A user has fitted a CountVectorizer to some documents in scikit-learn. He would like to see all the terms and their corresponding frequency in the text corpus, in order to select stop-words. For example: 'and' 123 times, 'to' 100 times, 'for' 90 times, ... and so on, Is there any built-in function for this?
If cv is the CountVectorizer and X is the vectorized corpus, then the following code must work
zip(cv.get_feature_names(),
np.asarray(X.sum(axis=0)).ravel())
It will return a list of (term frequency) pairs for each distinct term in the corpus that the CountVectorizer extracted.
But it won’t be in ordered format.

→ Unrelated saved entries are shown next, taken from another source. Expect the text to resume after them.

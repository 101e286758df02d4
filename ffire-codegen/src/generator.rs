//! Top-level `generate` entry point and the [`Generator`] facade that
//! validates a schema once and emits multiple targets from it.

use crate::emit::{c::CEmitter, go::GoEmitter, python::PythonEmitter, rust::RustEmitter};
use crate::error::GenError;
use crate::target::{Emitter, GeneratedSources, TargetLanguage};
use ffire_schema::{validate, Schema};

fn emitter_for(target: TargetLanguage) -> Box<dyn Emitter> {
    match target {
        TargetLanguage::Rust => Box::new(RustEmitter),
        TargetLanguage::C => Box::new(CEmitter),
        TargetLanguage::Go => Box::new(GoEmitter),
        TargetLanguage::Python => Box::new(PythonEmitter),
    }
}

/// Generates target-language codec source for `schema`.
///
/// Validates the schema first, so schema errors surface before any
/// emission work begins, then dispatches to `target`'s emitter.
///
/// # Errors
/// Returns [`GenError::Schema`] if `schema` fails validation, or
/// [`GenError::EmitFailure`] if the emitter itself fails.
pub fn generate(schema: &Schema, target: TargetLanguage) -> Result<GeneratedSources, GenError> {
    validate(schema)?;
    emitter_for(target).emit(schema)
}

/// Validates a schema once and emits one or more targets from it
/// without re-validating on each call.
pub struct Generator<'a> {
    schema: &'a Schema,
}

impl<'a> Generator<'a> {
    /// Validates `schema` and returns a `Generator` that can emit any
    /// number of targets from it without re-validating each time.
    ///
    /// # Errors
    /// Returns [`GenError::Schema`] if `schema` fails validation.
    pub fn new(schema: &'a Schema) -> Result<Self, GenError> {
        validate(schema)?;
        Ok(Self { schema })
    }

    /// Emits source for `target`.
    ///
    /// # Errors
    /// Returns [`GenError::EmitFailure`] if the emitter fails.
    pub fn generate(&self, target: TargetLanguage) -> Result<GeneratedSources, GenError> {
        emitter_for(target).emit(self.schema)
    }
}

#[cfg(test)]
mod tests {
    use super::*;
    use ffire_schema::{Field, MessageDecl, PrimitiveKind, StructDef, TypeDef, TypeRef};

    fn device_schema() -> Schema {
        let mut schema = Schema::new("demo");
        let mut device = StructDef::new("Device");
        device.add_field(Field::new("Name", TypeRef::primitive(PrimitiveKind::String)));
        device.add_field(Field::new("Channels", TypeRef::primitive(PrimitiveKind::I32)));
        schema.add_type(TypeDef::Struct(device));
        schema.add_message(MessageDecl::new(
            "DeviceList",
            TypeRef::array(TypeRef::struct_ref("Device")),
        ));
        schema
    }

    #[test]
    fn test_generate_rejects_invalid_schema() {
        let schema = Schema::new("empty"); // no messages
        let err = generate(&schema, TargetLanguage::Rust).unwrap_err();
        assert!(matches!(err, GenError::Schema(_)));
    }

    #[test]
    fn test_generate_dispatches_to_every_target() {
        let schema = device_schema();
        for target in [
            TargetLanguage::Rust,
            TargetLanguage::C,
            TargetLanguage::Go,
            TargetLanguage::Python,
        ] {
            let sources = generate(&schema, target).unwrap();
            assert!(!sources.files.is_empty());
        }
    }

    #[test]
    fn test_generator_reuses_validation_across_targets() {
        let schema = device_schema();
        let generator = Generator::new(&schema).unwrap();
        let rust = generator.generate(TargetLanguage::Rust).unwrap();
        let python = generator.generate(TargetLanguage::Python).unwrap();
        assert!(!rust.files.is_empty());
        assert!(!python.files.is_empty());
    }

    #[test]
    fn test_generator_new_rejects_invalid_schema() {
        let schema = Schema::new("empty");
        assert!(Generator::new(&schema).is_err());
    }
}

Another way of doing that is given below
from sklearn.feature_extraction.text import CountVectorizer
texts = ["Hello world", "Python makes a better world"]
vec = CountVectorizer().fit(texts)
bag_of_words = vec.transform(texts)
sum_words = bag_of_words.sum(axis=0)
words_freq = [(word, sum_words[0, idx]) for word, idx in vec.vocabulary_.items()]
sorted(words_freq, key = lambda x: x[1], reverse=True)
The above code will give the following output
[('world', 2), ('python', 1), ('hello', 1), ('better', 1), ('makes', 1)]